JEE Main & Advanced Sample Paper JEE Main Sample Paper-3

  • question_answer
    Area included between \[y=\frac{{{x}^{2}}}{4a}\]and \[y=\frac{8{{a}^{3}}}{{{x}^{2}}+4{{a}^{2}}}\]is

    A)  \[\frac{{{a}^{2}}}{3}(6\pi -4)\]                  

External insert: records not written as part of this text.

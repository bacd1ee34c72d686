//! Local single-origin fallback store.
//!
//! A flat JSON object persisted under the platform data directory. Used
//! when capability negotiation finds no primary backend; the watcher then
//! continues in degraded mode with local-only settings.

use std::collections::{HashMap, VecDeque};
use std::fs;
use std::path::{Path, PathBuf};

use serde_json::{Map, Value};

use crate::backend::{KeyChange, StorageBackend};
use crate::error::StorageError;

const STORE_DIR: &str = "store";
const STORE_FILE: &str = "settings.json";

/// File-backed fallback adapter.
#[derive(Debug)]
pub struct LocalFileBackend {
    store_path: PathBuf,
    changes: VecDeque<KeyChange>,
}

impl LocalFileBackend {
    /// Create a backend rooted at a specific data directory.
    pub fn from_data_dir(data_dir: &Path) -> Self {
        Self {
            store_path: data_dir.join(STORE_DIR).join(STORE_FILE),
            changes: VecDeque::new(),
        }
    }

    fn load(&self) -> Result<Map<String, Value>, StorageError> {
        if !self.store_path.exists() {
            return Ok(Map::new());
        }
        let content = fs::read_to_string(&self.store_path).map_err(|e| StorageError::Io {
            path: self.store_path.clone(),
            source: e,
        })?;
        if content.trim().is_empty() {
            return Ok(Map::new());
        }
        let value: Value =
            serde_json::from_str(&content).map_err(|e| StorageError::Json { source: e })?;
        match value {
            Value::Object(map) => Ok(map),
            _ => Ok(Map::new()),
        }
    }

    fn save(&self, map: &Map<String, Value>) -> Result<(), StorageError> {
        if let Some(parent) = self.store_path.parent() {
            fs::create_dir_all(parent).map_err(|e| StorageError::Io {
                path: parent.to_path_buf(),
                source: e,
            })?;
        }
        let content = serde_json::to_string_pretty(&Value::Object(map.clone()))
            .map_err(|e| StorageError::Json { source: e })?;
        fs::write(&self.store_path, content).map_err(|e| StorageError::Io {
            path: self.store_path.clone(),
            source: e,
        })
    }
}

impl StorageBackend for LocalFileBackend {
    fn name(&self) -> &'static str {
        "local-file"
    }

    fn probe(&self) -> Result<(), StorageError> {
        // The fallback is always reachable; the directory is created on
        // first write.
        Ok(())
    }

    fn get(&mut self, keys: &[&str]) -> Result<HashMap<String, Value>, StorageError> {
        let map = self.load()?;
        let mut result = HashMap::new();
        for &key in keys {
            if let Some(value) = map.get(key) {
                result.insert(key.to_string(), value.clone());
            }
        }
        Ok(result)
    }

    fn set(&mut self, entries: Vec<(String, Value)>) -> Result<(), StorageError> {
        let mut map = self.load()?;
        let mut dirty = false;
        for (key, value) in entries {
            let changed = map.get(&key) != Some(&value);
            if changed {
                self.changes.push_back(KeyChange {
                    key: key.clone(),
                    new_value: value.clone(),
                });
                map.insert(key, value);
                dirty = true;
            }
        }
        if dirty {
            self.save(&map)?;
        }
        Ok(())
    }

    fn drain_changes(&mut self) -> Vec<KeyChange> {
        self.changes.drain(..).collect()
    }
}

    B)  \[\frac{{{a}^{2}}}{3}(4\pi +3)\]

    C)  \[\frac{{{a}^{2}}}{3}(8\pi +3)\]                 

    D)  none of these

    Correct Answer: A

    Solution :

     The curve of y (x2 + 4a2) = 8a3 is symmetrical about y-axis and cuts it at A (0,2a). Tangent at A is parallel to x-axis. x-axis is asymptote. This curve meets x2 = 4ay Where, \[\frac{{{x}^{2}}}{4a}=\frac{8{{a}^{3}}}{{{x}^{2}}+4{{a}^{2}}}\Rightarrow {{x}^{4}}+4{{a}^{2}}{{x}^{2}}-32{{a}^{4}}=0\] \[\Rightarrow \]\[({{x}^{2}}-4{{a}^{2}})({{x}^{2}}+8{{a}^{2}})=0\Rightarrow x=\pm 2a\] \[\therefore \]Required area \[=2\left[ \int_{0}^{2a}{\frac{8{{a}^{3}}}{{{x}^{2}}+4{{a}^{2}}}dx-\int_{0}^{2a}{\frac{{{x}^{2}}}{4a}}dx} \right]\] \[=\frac{{{a}^{2}}}{3}(6\pi -4).\]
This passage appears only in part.